Comes out ok for a zero, apparently hop bitterness increases dramatically so try low hop styles to begin with. Worth experimenting on kits until you get your feel.
 
That would be 10% of what you started with (from say 5% to 0.5%), likewise 25% at 1 hour would be from 5% to 1.25%
And I would be real careful with those numbers.
Mark

Edit
Meant to say, make sure you get rid of all the yeast in fermented beer. Cooking yeast produces lots of off flavours and aromas so do all you can to get rid of yeast, fine well, cold store, filter...
M
 
Last edited:
I've made a zero English bitter before, after ferment put on the stove and get to about 80deg. You'll smell the alcohol at this point, hold for about 20 min. Keg to get the carbonation, if you bottle you need priming sugar which means you'll get some alcohol.
How do you bottle condition a pasteurised beer? Do you add fresh yeast when you bottle?
 
I've made a zero English bitter before, after ferment put on the stove and get to about 80deg. You'll smell the alcohol at this point, hold for about 20 min. Keg to get the carbonation, if you bottle you need priming sugar which means you'll get some alcohol.
Comes out ok for a zero, apparently hop bitterness increases dramatically so try low hop styles to begin with. Worth experimenting on kits until you get your feel.
This won't achieve a zero ABV, probably closer to light if you already started with a lowish ABV.
 
Buy some ready made wort, water it down to your SG, dry hop it then prime it with CO2!
 
I have done this exact experiment as my wife gave up drinking and wanted me to brew an alcohol free beer for her. I used the Nanny State recipe linked above and just made a few substitutions based on what grains and hops I actually had available. From memory it was a small grain bill with predominantly crystal malts and wheat, a high mash temp and a target gravity after the boil of about 1.009 which fermented down to 1.007 giving around 0.5% ABV. There were a lot of late hops and dry hops which give plenty of flavour and aroma.
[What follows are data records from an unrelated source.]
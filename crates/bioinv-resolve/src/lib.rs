//! Post-verification resolution stages: name selection, structural
//! filtering, deduplication, and review flagging.
//!
//! All passes here are pure, single-threaded, order-preserving transforms
//! over the in-memory record set — they are CPU-cheap next to the network
//! stage and need no concurrency.

pub mod dedup;
pub mod filter;
pub mod names;
pub mod pipeline;
pub mod review;

pub use dedup::deduplicate;
pub use filter::{filter_records, RemovalReport};
pub use names::resolve_names;
pub use pipeline::{resolve_inventory, ResolutionOutput};
pub use review::{flag_for_review, ReviewSummary};
//! Axum middleware.

pub mod gate;

pub use gate::gate_middleware;
//! Configuration file watcher for hot reload.
//!
//! Watches the directory containing the config file rather than the file
//! itself, so editors that save by rename still trigger a reload.

use std::path::{Path, PathBuf};
use std::time::Duration;

use notify::{Config, Event, RecommendedWatcher, RecursiveMode, Watcher};
use tokio::sync::mpsc;

use crate::config::loader::load_config;
use crate::config::schema::GateConfig;

/// A watcher that monitors the configuration file for changes.
pub struct ConfigWatcher {
    path: PathBuf,
    update_tx: mpsc::UnboundedSender<GateConfig>,
}

impl ConfigWatcher {
    /// Create a new ConfigWatcher.
    ///
    /// Returns the watcher and a receiver for validated configuration updates.
    pub fn new(path: &Path) -> (Self, mpsc::UnboundedReceiver<GateConfig>) {
        let (update_tx, update_rx) = mpsc::unbounded_channel();
        let watcher = Self {
            path: path.to_path_buf(),
            update_tx,
        };
        (watcher, update_rx)
    }

    /// Start watching in a background thread.
    ///
    /// The returned watcher must be kept alive for as long as updates are wanted.
    pub fn run(self) -> Result<RecommendedWatcher, notify::Error> {
        let Self { path, update_tx } = self;
        let dir = path
            .parent()
            .filter(|p| !p.as_os_str().is_empty())
            .map(Path::to_path_buf)
            .unwrap_or_else(|| PathBuf::from("."));
        let file_name = path.file_name().map(|n| n.to_os_string());
        let reload_path = path.clone();

        let mut watcher = RecommendedWatcher::new(
            move |res: notify::Result<Event>| match res {
                Ok(event) => {
                    if !(event.kind.is_modify() || event.kind.is_create()) {
                        return;
                    }
                    let touches_config = event
                        .paths
                        .iter()
                        .any(|p| p.file_name().map(|n| n.to_os_string()) == file_name);
                    if !touches_config {
                        return;
                    }
                    tracing::info!(path = ?reload_path, "Config file change detected, reloading");
                    match load_config(&reload_path) {
                        Ok(new_config) => {
                            if update_tx.send(new_config).is_err() {
                                tracing::warn!("Config receiver dropped, ignoring reload");
                            }
                        }
                        Err(e) => {
                            tracing::error!(error = %e, "Failed to reload config, keeping current configuration");
                        }
                    }
                }
                Err(e) => tracing::error!(error = ?e, "Config watch error"),
            },
            Config::default().with_poll_interval(Duration::from_secs(2)),
        )?;

        watcher.watch(&dir, RecursiveMode::NonRecursive)?;

        tracing::info!(path = ?path, "Config watcher started");
        Ok(watcher)
    }
}
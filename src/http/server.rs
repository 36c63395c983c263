//! HTTP server setup and configuration.
//!
//! # Responsibilities
//! - Create Axum Router with the gate middleware and the proxy handler
//! - Wire up layers (request ID, tracing, body limit)
//! - Forward allowed requests to the upstream application
//! - Swap runtime state when the configuration is reloaded
//! - Serve the admin API on its own listener

use std::net::SocketAddr;
use std::str::FromStr;
use std::sync::Arc;
use std::time::Duration;

use arc_swap::ArcSwap;
use axum::{
    body::Body,
    extract::State,
    http::{
        header,
        uri::{Authority, PathAndQuery, Scheme},
        HeaderMap, Request, StatusCode, Uri,
    },
    middleware,
    response::{IntoResponse, Response},
    routing::any,
    Router,
};
use axum_server::tls_rustls::RustlsConfig;
use hyper_util::{
    client::legacy::{connect::HttpConnector, Client},
    rt::TokioExecutor,
};
use tokio::net::TcpListener;
use tokio::sync::{broadcast, mpsc};
use tower::ServiceBuilder;
use tower_http::{
    limit::RequestBodyLimitLayer,
    request_id::{PropagateRequestIdLayer, SetRequestIdLayer},
    trace::TraceLayer,
};

use crate::admin::setup_admin_router;
use crate::config::GateConfig;
use crate::gate::{Gate, Responder};
use crate::http::middleware::gate_middleware;
use crate::http::request::{request_id, UuidRequestId};
use crate::observability::metrics;
use crate::security::Secret;

/// Hop-by-hop headers never forwarded upstream.
const HOP_BY_HOP: [&str; 8] = [
    "connection",
    "keep-alive",
    "proxy-authenticate",
    "proxy-authorization",
    "te",
    "trailer",
    "transfer-encoding",
    "upgrade",
];

/// Error building runtime state from a configuration.
#[derive(Debug, thiserror::Error)]
pub enum UpstreamError {
    #[error("invalid upstream url '{0}'")]
    InvalidUrl(String),
}

/// Where the token signing secret comes from.
#[derive(Debug, Clone)]
pub enum SecretSource {
    /// Read the variable named in `session.secret_env` on every (re)load.
    Env,
    /// A fixed secret, mostly for tests and embedding.
    Fixed(Secret),
}

impl SecretSource {
    pub fn resolve(&self, config: &GateConfig) -> Secret {
        match self {
            Self::Env => Secret::from_env(&config.session.secret_env),
            Self::Fixed(secret) => secret.clone(),
        }
    }
}

/// Upstream application address.
#[derive(Debug, Clone)]
pub struct Upstream {
    scheme: Scheme,
    authority: Authority,
}

impl Upstream {
    pub fn parse(url: &str) -> Result<Self, UpstreamError> {
        let invalid = || UpstreamError::InvalidUrl(url.to_string());
        let uri = Uri::from_str(url).map_err(|_| invalid())?;
        let scheme = uri.scheme().cloned().ok_or_else(invalid)?;
        if scheme != Scheme::HTTP {
            return Err(invalid());
        }
        let authority = uri.authority().cloned().ok_or_else(invalid)?;
        Ok(Self { scheme, authority })
    }

    /// Absolute upstream URI for an incoming request target.
    pub fn uri_for(&self, path_and_query: Option<&PathAndQuery>) -> Result<Uri, axum::http::Error> {
        Uri::builder()
            .scheme(self.scheme.clone())
            .authority(self.authority.clone())
            .path_and_query(path_and_query.map(|pq| pq.as_str()).unwrap_or("/"))
            .build()
    }
}

/// Everything derived from one configuration; swapped whole on reload.
pub struct GateRuntime {
    pub config: GateConfig,
    pub gate: Gate,
    pub responder: Responder,
    pub upstream: Upstream,
}

impl GateRuntime {
    pub fn build(config: GateConfig, secret: &Secret) -> Result<Self, UpstreamError> {
        let upstream = Upstream::parse(&config.upstream.url)?;
        let gate = Gate::from_config(&config, secret);
        let responder = Responder::new(&config.session, gate.sign_in_path());
        Ok(Self {
            config,
            gate,
            responder,
            upstream,
        })
    }
}

/// Application state injected into handlers.
#[derive(Clone)]
pub struct AppState {
    pub runtime: Arc<ArcSwap<GateRuntime>>,
    pub client: Client<HttpConnector, Body>,
}

/// HTTP server for the gate.
pub struct HttpServer {
    state: AppState,
    router: Router,
    secret_source: SecretSource,
}

impl HttpServer {
    /// Create a server reading the signing secret from the environment.
    pub fn new(config: GateConfig) -> Result<Self, UpstreamError> {
        Self::with_secret_source(config, SecretSource::Env)
    }

    pub fn with_secret_source(
        config: GateConfig,
        secret_source: SecretSource,
    ) -> Result<Self, UpstreamError> {
        let secret = secret_source.resolve(&config);
        let runtime = GateRuntime::build(config, &secret)?;

        let mut connector = HttpConnector::new();
        connector.set_nodelay(true);
        let client = Client::builder(TokioExecutor::new()).build(connector);

        let state = AppState {
            runtime: Arc::new(ArcSwap::from_pointee(runtime)),
            client,
        };
        let router = Self::build_router(state.clone());

        Ok(Self {
            state,
            router,
            secret_source,
        })
    }

    /// Build the Axum router with all middleware layers.
    fn build_router(state: AppState) -> Router {
        let max_body = state.runtime.load().config.security.max_body_size;
        Router::new()
            .route("/{*path}", any(proxy_handler))
            .route("/", any(proxy_handler))
            .layer(middleware::from_fn_with_state(state.clone(), gate_middleware))
            .layer(RequestBodyLimitLayer::new(max_body))
            .with_state(state)
            .layer(
                ServiceBuilder::new()
                    .layer(SetRequestIdLayer::x_request_id(UuidRequestId))
                    .layer(TraceLayer::new_for_http())
                    .layer(PropagateRequestIdLayer::x_request_id()),
            )
    }

    pub fn state(&self) -> AppState {
        self.state.clone()
    }

    /// Run the server, accepting connections on the given listener.
    pub async fn run(
        self,
        listener: TcpListener,
        config_updates: mpsc::UnboundedReceiver<GateConfig>,
        mut shutdown: broadcast::Receiver<()>,
    ) -> Result<(), std::io::Error> {
        let addr = listener.local_addr()?;
        tracing::info!(address = %addr, "Gate listening");

        self.start_background(config_updates, &shutdown);

        axum::serve(listener, self.router.into_make_service())
            .with_graceful_shutdown(async move {
                let _ = shutdown.recv().await;
                tracing::info!("Shutdown signal received");
            })
            .await?;

        tracing::info!("HTTP server stopped");
        Ok(())
    }

    /// Run the server over TLS.
    pub async fn run_tls(
        self,
        addr: SocketAddr,
        tls: RustlsConfig,
        config_updates: mpsc::UnboundedReceiver<GateConfig>,
        mut shutdown: broadcast::Receiver<()>,
    ) -> Result<(), std::io::Error> {
        tracing::info!(address = %addr, "Gate listening (TLS)");

        self.start_background(config_updates, &shutdown);

        let handle = axum_server::Handle::new();
        let signal_handle = handle.clone();
        tokio::spawn(async move {
            let _ = shutdown.recv().await;
            tracing::info!("Shutdown signal received");
            signal_handle.graceful_shutdown(Some(Duration::from_secs(10)));
        });

        axum_server::bind_rustls(addr, tls)
            .handle(handle)
            .serve(self.router.into_make_service())
            .await?;

        tracing::info!("HTTP server stopped");
        Ok(())
    }

    /// Spawn the config reload loop and, if enabled, the admin API.
    fn start_background(
        &self,
        mut config_updates: mpsc::UnboundedReceiver<GateConfig>,
        shutdown: &broadcast::Receiver<()>,
    ) {
        let runtime = self.state.runtime.clone();
        let source = self.secret_source.clone();
        tokio::spawn(async move {
            while let Some(config) = config_updates.recv().await {
                let secret = source.resolve(&config);
                match GateRuntime::build(config, &secret) {
                    Ok(next) => {
                        runtime.store(Arc::new(next));
                        tracing::info!("Configuration reloaded, decision cache reset");
                    }
                    Err(e) => {
                        tracing::error!(error = %e, "Rejected reloaded configuration");
                    }
                }
            }
        });

        let admin = self.state.runtime.load().config.admin.clone();
        if admin.enabled {
            let router = setup_admin_router(self.state.clone());
            let mut shutdown = shutdown.resubscribe();
            tokio::spawn(async move {
                let listener = match TcpListener::bind(&admin.bind_address).await {
                    Ok(listener) => listener,
                    Err(e) => {
                        tracing::error!(address = %admin.bind_address, error = %e, "Failed to bind admin listener");
                        return;
                    }
                };
                tracing::info!(address = %admin.bind_address, "Admin API listening");
                let served = axum::serve(listener, router.into_make_service())
                    .with_graceful_shutdown(async move {
                        let _ = shutdown.recv().await;
                    })
                    .await;
                if let Err(e) = served {
                    tracing::error!(error = %e, "Admin API stopped with error");
                }
            });
        }
    }
}

/// Forward an allowed request to the upstream application.
async fn proxy_handler(State(state): State<AppState>, request: Request<Body>) -> Response {
    let runtime = state.runtime.load_full();
    let request_id = request_id(request.headers()).to_string();

    let (mut parts, body) = request.into_parts();
    parts.uri = match runtime.upstream.uri_for(parts.uri.path_and_query()) {
        Ok(uri) => uri,
        Err(e) => {
            tracing::error!(request_id = %request_id, error = %e, "Failed to build upstream URI");
            metrics::record_upstream_error("uri");
            return (StatusCode::BAD_GATEWAY, "Upstream request failed").into_response();
        }
    };
    strip_hop_by_hop(&mut parts.headers);

    tracing::debug!(request_id = %request_id, uri = %parts.uri, "Forwarding request");

    let timeout = Duration::from_secs(runtime.config.timeouts.request_secs);
    match tokio::time::timeout(timeout, state.client.request(Request::from_parts(parts, body))).await {
        Ok(Ok(response)) => {
            let (mut parts, body) = response.into_parts();
            strip_hop_by_hop(&mut parts.headers);
            Response::from_parts(parts, Body::new(body))
        }
        Ok(Err(e)) => {
            tracing::error!(request_id = %request_id, error = %e, "Upstream error");
            metrics::record_upstream_error("connect");
            (StatusCode::BAD_GATEWAY, "Upstream request failed").into_response()
        }
        Err(_) => {
            tracing::warn!(request_id = %request_id, timeout = ?timeout, "Upstream timed out");
            metrics::record_upstream_error("timeout");
            (StatusCode::GATEWAY_TIMEOUT, "Upstream timed out").into_response()
        }
    }
}

fn strip_hop_by_hop(headers: &mut HeaderMap) {
    // Headers named in Connection are hop-by-hop as well.
    let named: Vec<String> = headers
        .get_all(header::CONNECTION)
        .iter()
        .filter_map(|v| v.to_str().ok())
        .flat_map(|v| v.split(','))
        .map(|name| name.trim().to_ascii_lowercase())
        .filter(|name| !name.is_empty())
        .collect();
    for name in &named {
        headers.remove(name.as_str());
    }
    for name in HOP_BY_HOP {
        headers.remove(name);
    }
}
The end product is pretty tasty. It is a much thinner mouthfeel than a full strength beer but still has some body and plenty of flavour. A number of my brewing mates have tried and enjoyed this with the general consensus being that it is surprisingly good for what it is. and definitely much better than commercial 0% beers.

I think this process could also work well for a stout or dark hoppy beer and I am thinking about trying a very light lager but I think it would require some late hops for it to not just taste like water.

Just remember that if you bottle you are adding another 0.5% roughly to the total ABV.
 
I've been doing some research to make an very low alcohol beer (for the designated drivers) & found an excellent thread (page #4 has his key findings) in the UK where someone has thoroughly documented their efforts at a very low alcohol beer. I was going to follow Nanny State but I feel that's over-hopped for the amount of malt and would result is a BU:GU ratio which wouldn't make it session-able.

I'll be having a crack at something similar later in the year, but plan to follow many of the points brought up in post #63 on page 4.

Best of luck, no shame in seeking out a low alcohol / alcohol free brew!